#### What to work on
Could you copy out every line of the data where the word "Debug" occurs?

The input section start

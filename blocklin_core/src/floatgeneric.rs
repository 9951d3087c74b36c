use num_traits::Float;
use core::fmt::Debug;
use core::marker::PhantomData;
use core::ops::{Index, IndexMut};
use crate::{LinAlg, LinAlgEx};

/// `num::Float`-generic [`LinAlgEx`] implementation
///
/// All numeric operations are written in pure Rust, but slow.
#[derive(Debug, Clone)]
pub struct FloatGeneric<F>
{
    ph_f: PhantomData<F>,
}

impl<F: Float + Debug> LinAlg for FloatGeneric<F>
{
    type F = F;

    fn norm(x: &[F]) -> F
    {
        let mut sum = F::zero();
        for u in x {
            sum = sum + *u * *u;
        }
        sum.sqrt()
    }

    fn dot(x: &[F], y: &[F]) -> F
    {
        assert_eq!(x.len(), y.len());

        let mut sum = F::zero();
        for (u, v) in x.iter().zip(y) {
            sum = sum + *u * *v;
        }
        sum
    }

    fn copy(x: &[F], y: &mut[F])
    {
        assert_eq!(x.len(), y.len());

        for (u, v) in x.iter().zip(y) {
            *v = *u;
        }
    }

    fn scale(alpha: F, x: &mut[F])
    {
        for u in x {
            *u = alpha * *u;
        }
    }

    fn add(alpha: F, x: &[F], y: &mut[F])
    {
        assert_eq!(x.len(), y.len());

        for (u, v) in x.iter().zip(y) {
            *v = *v + alpha * *u;
        }
    }

    fn transform_di(alpha: F, mat: &[F], x: &[F], beta: F, y: &mut[F])
    {
        assert_eq!(mat.len(), x.len());
        assert_eq!(mat.len(), y.len());

        for (i, v) in y.iter_mut().enumerate() {
            *v = alpha * mat[i] * x[i] + beta * *v;
        }
    }
}

//

struct MatIdx<'a, F: Float>
{
    n_row: usize,
    n_col: usize,
    mat: &'a[F],
    transpose: bool,
}

impl<'a, F: Float> MatIdx<'a, F>
{
    fn idx(&self, (r, c): (usize, usize)) -> usize
    {
        let (r, c) = if !self.transpose {(r, c)} else {(c, r)};

        assert!(r < self.n_row);
        assert!(c < self.n_col);

        c * self.n_row + r
    }
}

impl<'a, F: Float> Index<(usize, usize)> for MatIdx<'a, F>
{
    type Output = F;

    fn index(&self, index: (usize, usize)) -> &Self::Output
    {
        &self.mat[self.idx(index)]
    }
}

//

struct MatIdxMut<'a, F: Float>
{
    n: usize,
    mat: &'a mut[F],
}

impl<'a, F: Float> MatIdxMut<'a, F>
{
    fn idx(&self, (r, c): (usize, usize)) -> usize
    {
        assert!(r < self.n);
        assert!(c < self.n);

        c * self.n + r
    }

    fn clear(&mut self)
    {
        for a in self.mat.iter_mut() {
            *a = F::zero();
        }
    }
}

impl<'a, F: Float> Index<(usize, usize)> for MatIdxMut<'a, F>
{
    type Output = F;

    fn index(&self, index: (usize, usize)) -> &Self::Output
    {
        &self.mat[self.idx(index)]
    }
}

impl<'a, F: Float> IndexMut<(usize, usize)> for MatIdxMut<'a, F>
{
    fn index_mut(&mut self, index: (usize, usize)) -> &mut Self::Output
    {
        let i = self.idx(index);
        &mut self.mat[i]
    }
}

//

// S = L D L^T, L stored below its unit diagonal
fn ldl_decomp<F: Float>(mat_s: &MatIdx<F>, mat_l: &mut MatIdxMut<F>, d: &mut[F], eps_zero: F) -> Result<(), ()>
{
    let n = d.len();

    mat_l.clear();

    for j in 0.. n {
        let mut dj = mat_s[(j, j)];
        for k in 0.. j {
            let ljk = mat_l[(j, k)];
            dj = dj - ljk * ljk * d[k];
        }

        if dj.abs() <= eps_zero {
            return Err(());
        }
        d[j] = dj;
        mat_l[(j, j)] = F::one();

        for i in j + 1.. n {
            let mut lij = mat_s[(i, j)];
            for k in 0.. j {
                lij = lij - mat_l[(i, k)] * mat_l[(j, k)] * d[k];
            }
            mat_l[(i, j)] = lij / dj;
        }
    }

    Ok(())
}

// x = (L D L^T)^-1 x
fn ldl_solve<F: Float>(mat_l: &MatIdxMut<F>, d: &[F], x: &mut[F])
{
    let n = d.len();

    for j in 0.. n {
        let xj = x[j];
        for i in j + 1.. n {
            x[i] = x[i] - mat_l[(i, j)] * xj;
        }
    }

    for i in 0.. n {
        x[i] = x[i] / d[i];
    }

    for j in (0.. n).rev() {
        let mut xj = x[j];
        for i in j + 1.. n {
            xj = xj - mat_l[(i, j)] * x[i];
        }
        x[j] = xj;
    }
}

//

impl<F: Float + Debug> LinAlgEx for FloatGeneric<F>
{
    // y = a*mat*x + b*y
    fn transform_ge(transpose: bool, n_row: usize, n_col: usize, alpha: F, mat: &[F], x: &[F], beta: F, y: &mut[F])
    {
        assert_eq!(mat.len(), n_row * n_col);
        if transpose {
            assert_eq!(x.len(), n_row);
            assert_eq!(y.len(), n_col);
        } else {
            assert_eq!(x.len(), n_col);
            assert_eq!(y.len(), n_row);
        };

        let mat = MatIdx {
            n_row, n_col, mat, transpose,
        };

        for r in 0.. y.len() {
            let mut mat_x = F::zero();
            for c in 0.. x.len() {
                mat_x = mat_x + mat[(r, c)] * x[c];
            }
            y[r] = alpha * mat_x + beta * y[r];
        }
    }

    // c = a*op(a)*op(b) + b*c
    fn mult_ge(transa: bool, transb: bool, m: usize, n: usize, k: usize,
        alpha: F, a: &[F], b: &[F], beta: F, c: &mut[F])
    {
        assert_eq!(a.len(), m * k);
        assert_eq!(b.len(), k * n);
        assert_eq!(c.len(), m * n);

        let (ar, ac) = if transa {(k, m)} else {(m, k)};
        let (br, bc) = if transb {(n, k)} else {(k, n)};
        let mat_a = MatIdx {
            n_row: ar, n_col: ac, mat: a, transpose: transa,
        };
        let mat_b = MatIdx {
            n_row: br, n_col: bc, mat: b, transpose: transb,
        };

        for j in 0.. n {
            for i in 0.. m {
                let mut ab = F::zero();
                for l in 0.. k {
                    ab = ab + mat_a[(i, l)] * mat_b[(l, j)];
                }
                c[j * m + i] = alpha * ab + beta * c[j * m + i];
            }
        }
    }

    fn transpose_ge(n_row: usize, n_col: usize, mat: &[F], out: &mut[F])
    {
        assert_eq!(mat.len(), n_row * n_col);
        assert_eq!(out.len(), n_row * n_col);

        for c in 0.. n_col {
            for r in 0.. n_row {
                out[r * n_col + c] = mat[c * n_row + r];
            }
        }
    }

    fn inv_sy_worklen(n: usize) -> usize
    {
        let len_d = n;
        let len_l = n * n;

        len_d + len_l
    }

    fn inv_sy(n: usize, mat: &mut[F], eps_zero: F, work: &mut[F]) -> Result<(), ()>
    {
        assert_eq!(mat.len(), n * n);
        assert!(work.len() >= Self::inv_sy_worklen(n));

        let (d, rest) = work.split_at_mut(n);
        let (l, _) = rest.split_at_mut(n * n);

        let mut mat_l = MatIdxMut {
            n, mat: l,
        };

        {
            let mat_s = MatIdx {
                n_row: n, n_col: n, mat: &*mat, transpose: false,
            };
            ldl_decomp(&mat_s, &mut mat_l, d, eps_zero)?;
        }

        // solve against each column of the identity
        for c in 0.. n {
            let (_, col) = mat.split_at_mut(c * n);
            let (col, _) = col.split_at_mut(n);

            for (i, e) in col.iter_mut().enumerate() {
                *e = if i == c {F::one()} else {F::zero()};
            }
            ldl_solve(&mat_l, d, col);
        }

        Ok(())
    }
}

//

#[test]
fn test_mult_ge1()
{
    use float_eq::assert_float_eq;

    type L = FloatGeneric<f64>;

    let a = &[ // 2 x 3, column-major
        1., 4.,
        2., 5.,
        3., 6.,
    ];
    let b = &[ // 3 x 2, column-major
        7., 9., 11.,
        8., 10., 12.,
    ];
    let c = &mut[0.; 4];

    L::mult_ge(false, false, 2, 2, 3, 1., a, b, 0., c);
    assert_float_eq!(c.as_ref(), [58., 139., 64., 154.].as_ref(), abs_all <= 1e-9);

    // (A^T)^T (B^T)^T
    let at = &mut[0.; 6];
    let bt = &mut[0.; 6];
    L::transpose_ge(2, 3, a, at);
    L::transpose_ge(3, 2, b, bt);
    L::mult_ge(true, true, 2, 2, 3, 2., at, bt, -1., c);
    assert_float_eq!(c.as_ref(), [58., 139., 64., 154.].as_ref(), abs_all <= 1e-9);
}

#[test]
fn test_inv_sy1()
{
    use float_eq::assert_float_eq;

    type L = FloatGeneric<f64>;

    let n = 3;
    let s = [
        4., 1., 2.,
        1., 3., 0.,
        2., 0., 5.,
    ];
    let mut s_inv = s;
    let work = &mut[0.; 12];
    assert_eq!(L::inv_sy_worklen(n), work.len());

    L::inv_sy(n, &mut s_inv, 1e-12, work).unwrap();

    let c = &mut[0.; 9];
    L::mult_ge(false, false, n, n, n, 1., &s, &s_inv, 0., c);
    assert_float_eq!(c.as_ref(), [1., 0., 0., 0., 1., 0., 0., 0., 1.].as_ref(), abs_all <= 1e-9);
}

#[test]
fn test_inv_sy2()
{
    type L = FloatGeneric<f64>;

    let mut s = [
        1., 1.,
        1., 1.,
    ];
    let work = &mut[0.; 6];

    assert!(L::inv_sy(2, &mut s, 1e-12, work).is_err());
}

The input section end

#### Answer for this exercise
use core::fmt::Debug;
#[derive(Debug, Clone)]
impl<F: Float + Debug> LinAlg for FloatGeneric<F>
impl<F: Float + Debug> LinAlgEx for FloatGeneric<F>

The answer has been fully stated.